O organismo é substituído pelo corpo sem órgãos e as interpretações são substituídas pelas experimentações, então “os fluxos de intensidades, seus fluidos, suas fibras, seus contínuos e suas conjunções de afectos, o vento, uma segmentação fina, as micropercepções, tudo isso substituiu o mundo do sujeito”.[7]
O tonal é o mundo dos estratos e das formas (estratosfera); o nagual é o lado molecular e das micro-processualidades, plano de organização e plano de consistência, composição e imanência. O que se quer demonstrar é que os estratos não são a única maneira de ver o mundo. Junto ao plano de organização e desenvolvimento que governa o surgimento das formas e dos indivíduos, aparece outro plano de consistência ou de composição, no qual pululam multiplicidades pré-individuais, compostas por materiais que se relacionam segundo seus diferentes tipos de velocidade e por efeitos intensivos.
Estratos, plano de consistência e as multiplicidades de que fala Deleuze são as hecceidades de Duns Scott ou o conatus de Espinosa; em realidade, as “multiplicidades” coexistem, interagem em um mesmo “plano de consistência”, que funciona como uma “máquina abstrata” que, nesse momento, é sinônimo de uma máquina de guerra nômade.
Existe uma fresta entre os dois mundos: o mundo dos diableros e o mundo dos homens vivos. Existe um lugar onde os dois mundos se sobrepõem, uma fresta onde o mundo se dobra e desdobra. “Abre e fecha como uma porta ao vento.”[8] A tarefa é ir lá na fresta, sem o auxílio de qualquer objeto, exercendo apenas a vontade própria.
Quando se encontra um padre perseguindo “as borracheiras” – as noites de bebedeiras indígenas –, ali se encontra um Estado subjugando uma máquina de guerra, subordinando os guerreiros das florestas.[9] É nesse sentido que o Estado se apropria da máquina de guerra, “sob a forma de exércitos nacionais que limitam estritamente os devires do guerreiro”. Os índios sempre pertenceram ao Diabo, diz o Frei D’Abbeville.[10]
A ordem dos padres jesuítas não se contenta em arranjar justificativas científicas para os males das bebidas indígenas; era preciso associá-las às forças demoníacas tão em voga na Europa da Contrarreforma.
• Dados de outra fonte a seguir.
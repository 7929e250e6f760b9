//! Host port allocation and readiness probes.

use std::net::{Ipv4Addr, TcpListener};
use std::thread;
use std::time::Duration;

use reqwest::StatusCode;

use crate::error::{Error, Result};

/// How many consecutive ports [`find_available_port`] tries.
pub const PORT_SEARCH_RANGE: u16 = 100;

/// Lower bound on the per-request timeout of [`wait_for_http`].
const MIN_REQUEST_TIMEOUT: Duration = Duration::from_secs(1);

/// Bounded polling schedule for readiness checks.
#[derive(Debug, Clone, Copy, PartialEq, Eq)]
pub struct WaitPolicy {
    /// Number of checks before giving up
    pub attempts: u32,
    /// Pause between checks
    pub interval: Duration,
}

impl Default for WaitPolicy {
    fn default() -> Self {
        Self {
            attempts: 200,
            interval: Duration::from_millis(300),
        }
    }
}

impl WaitPolicy {
    /// Call `check` until it returns `true` or the attempts run out.
    ///
    /// # Errors
    ///
    /// Returns [`Error::Timeout`] naming `what`, or the first error `check`
    /// returns.
    pub fn poll(&self, what: &str, mut check: impl FnMut() -> Result<bool>) -> Result<()> {
        for attempt in 1..=self.attempts {
            if check()? {
                tracing::debug!(what, attempt, "Ready");
                return Ok(());
            }
            if attempt < self.attempts {
                thread::sleep(self.interval);
            }
        }
        Err(Error::Timeout(what.to_string()))
    }
}

/// First port at or above `start` that can be bound on 127.0.0.1.
///
/// # Errors
///
/// Returns [`Error::Config`] if none of the next [`PORT_SEARCH_RANGE`]
/// ports is free.
pub fn find_available_port(start: u16) -> Result<u16> {
    let end = start.saturating_add(PORT_SEARCH_RANGE - 1);
    (start..=end)
        .find(|&port| TcpListener::bind((Ipv4Addr::LOCALHOST, port)).is_ok())
        .ok_or_else(|| Error::Config(format!("no free port between {start} and {end}")))
}

/// Wait until an HTTP server on `port` of 127.0.0.1 answers `GET /` with
/// `200 OK`.
///
/// Redirects are followed. Connection failures and any other status count
/// as "not ready yet".
///
/// # Errors
///
/// Returns [`Error::Timeout`] when `policy` is exhausted, or
/// [`Error::Internal`] if the HTTP client cannot be built.
pub fn wait_for_http(port: u16, policy: &WaitPolicy) -> Result<()> {
    let url = format!("http://{}:{port}/", Ipv4Addr::LOCALHOST);
    let client = reqwest::blocking::Client::builder()
        .timeout(policy.interval.max(MIN_REQUEST_TIMEOUT))
        .build()
        .map_err(|e| Error::Internal(format!("cannot build HTTP client: {e}")))?;

    policy.poll(&url, || match client.get(&url).send() {
        Ok(response) => {
            let status = response.status();
            tracing::debug!(%url, %status, "Readiness probe answered");
            Ok(status == StatusCode::OK)
        }
        Err(e) => {
            tracing::debug!(%url, error = %e, "Readiness probe failed");
            Ok(false)
        }
    })
}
A política de feitiçaria é extrínseca ao Estado, assim como o devir-animal corre pelas bordas de suas fronteiras. É toda uma política que segue na contramão do Estado. É diferente do jogo sujo de milícias que se organizam dentro do Estado; igualmente, não corresponde às forças criminosas das falanges marginais que, beneficiando-se do Estado, mantêm-se dentro dele.
A máquina de guerra dos feiticeiros não se encontra no Estado, não que seja contra o Estado, em essência: um aparato de guerra indígena nunca será do Estado sem que esse a subverta a seus termos. “Mas será também a morte do feiticeiro, como aquela do devir.”[11]




[1] DELEUZE, G., Lógica do sentido,  p. 6.
[2] Idem, p. 2.
[3] Idem, p. 9.
[4] Idem, p. 3.
[5] DELEUZE, G. e GUATTARI, F. Mille Plateaux, p. 198.
[6] DELEUZE, G. e GUATTARI, F., Mille Plateaux, p. 197.
[7] Idem, p. 199.
[8]  CASTAÑEDA, C., op. cit., p. 233.
[9] O domínio sobre os povos indígenas da América Latina e demais povos de além-mar dependia da erradicação de seus rituais, de suas bebidas, de suas plantas, ervas medicinais, suas danças sagradas e festas. Sobre o tema, ver VENÂNCIO, Renato Pinto e CARNEIRO, Henrique (org.). Álcool e drogas na história do Brasil. Belo Horizonte: Editora Puc-Minas, 2005.
[10] D’ABBEVILLE, Claude. Histoire de La mission pares capucins em L’Lesle de Maragnon et terres circunvoisynes. Paris: Imprimerie de François, 1614, p. 239.
[11] DELEUZE, G. e GUATTARI, F., Mille Plateaux, p. 303.